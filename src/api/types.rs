use serde::{Deserialize, Serialize};
use serde_json::{Map, Value};
use std::fmt;

/// Stable identity of a remote record. The content API uses numeric ids for
/// users and string ids for projects and collections.
#[derive(Debug, Clone, PartialEq, Eq, Hash, Serialize, Deserialize)]
#[serde(untagged)]
pub enum EntityId {
    Number(u64),
    Text(String),
}

impl fmt::Display for EntityId {
    fn fmt(&self, f: &mut fmt::Formatter<'_>) -> fmt::Result {
        match self {
            EntityId::Number(n) => write!(f, "{}", n),
            EntityId::Text(s) => f.write_str(s),
        }
    }
}

impl From<u64> for EntityId {
    fn from(n: u64) -> Self {
        EntityId::Number(n)
    }
}

impl From<&str> for EntityId {
    fn from(s: &str) -> Self {
        EntityId::Text(s.to_string())
    }
}

/// Anything the content API identifies by `id`.
pub trait Entity {
    fn entity_id(&self) -> &EntityId;
}

/// One page of a cursor-paginated listing.
#[derive(Debug, Deserialize)]
#[serde(rename_all = "camelCase")]
pub struct Page<T> {
    pub items: Vec<T>,
    #[serde(default)]
    pub has_more: bool,
    #[serde(default)]
    pub next_page: Option<String>,
    /// Opaque ordering cursor; only its presence matters to the walker.
    #[serde(default)]
    pub last_order_value: Option<Value>,
}

// ── Content API records ──────────────────────────────────────────────

#[derive(Debug, Clone, Deserialize)]
pub struct RemoteCollection {
    pub id: EntityId,
    #[serde(default)]
    pub name: String,
    #[serde(default)]
    pub description: String,
}

#[derive(Debug, Clone, Deserialize)]
pub struct RemoteProject {
    pub id: EntityId,
    #[serde(default)]
    pub domain: String,
    #[serde(default)]
    pub description: String,
}

/// A user as returned by the content API, display fields plus whatever else
/// the API sends along.
#[derive(Debug, Clone, Deserialize)]
#[serde(rename_all = "camelCase")]
pub struct RemoteUser {
    pub id: EntityId,
    pub avatar_url: Option<String>,
    pub avatar_thumbnail_url: Option<String>,
    pub login: Option<String>,
    pub name: Option<String>,
    pub location: Option<String>,
    pub color: Option<String>,
    pub description: Option<String>,
    pub has_cover_image: Option<bool>,
    pub cover_color: Option<String>,
    pub thanks_count: Option<u64>,
    pub utc_offset: Option<i64>,
    #[serde(flatten)]
    pub extra: Map<String, Value>,
}

impl Entity for RemoteCollection {
    fn entity_id(&self) -> &EntityId {
        &self.id
    }
}

impl Entity for RemoteProject {
    fn entity_id(&self) -> &EntityId {
        &self.id
    }
}

impl Entity for RemoteUser {
    fn entity_id(&self) -> &EntityId {
        &self.id
    }
}

/// The fixed allow-list of user fields the homepage renders.
#[derive(Debug, Clone, PartialEq, Serialize)]
#[serde(rename_all = "camelCase")]
pub struct TrimmedUser {
    pub id: EntityId,
    #[serde(skip_serializing_if = "Option::is_none")]
    pub avatar_url: Option<String>,
    #[serde(skip_serializing_if = "Option::is_none")]
    pub avatar_thumbnail_url: Option<String>,
    #[serde(skip_serializing_if = "Option::is_none")]
    pub login: Option<String>,
    #[serde(skip_serializing_if = "Option::is_none")]
    pub name: Option<String>,
    #[serde(skip_serializing_if = "Option::is_none")]
    pub location: Option<String>,
    #[serde(skip_serializing_if = "Option::is_none")]
    pub color: Option<String>,
    #[serde(skip_serializing_if = "Option::is_none")]
    pub description: Option<String>,
    #[serde(skip_serializing_if = "Option::is_none")]
    pub has_cover_image: Option<bool>,
    #[serde(skip_serializing_if = "Option::is_none")]
    pub cover_color: Option<String>,
    #[serde(skip_serializing_if = "Option::is_none")]
    pub thanks_count: Option<u64>,
    #[serde(skip_serializing_if = "Option::is_none")]
    pub utc_offset: Option<i64>,
}

impl From<RemoteUser> for TrimmedUser {
    fn from(user: RemoteUser) -> Self {
        Self {
            id: user.id,
            avatar_url: user.avatar_url,
            avatar_thumbnail_url: user.avatar_thumbnail_url,
            login: user.login,
            name: user.name,
            location: user.location,
            color: user.color,
            description: user.description,
            has_cover_image: user.has_cover_image,
            cover_color: user.cover_color,
            thanks_count: user.thanks_count,
            utc_offset: user.utc_offset,
        }
    }
}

__________________________________________________

**TASK REQUIREMENTS**. Across the whole listing above, find every line with the string "cursor" and copy it.

**SOLUTION**.
/// One page of a cursor-paginated listing.
    /// Opaque ordering cursor; only its presence matters to the walker.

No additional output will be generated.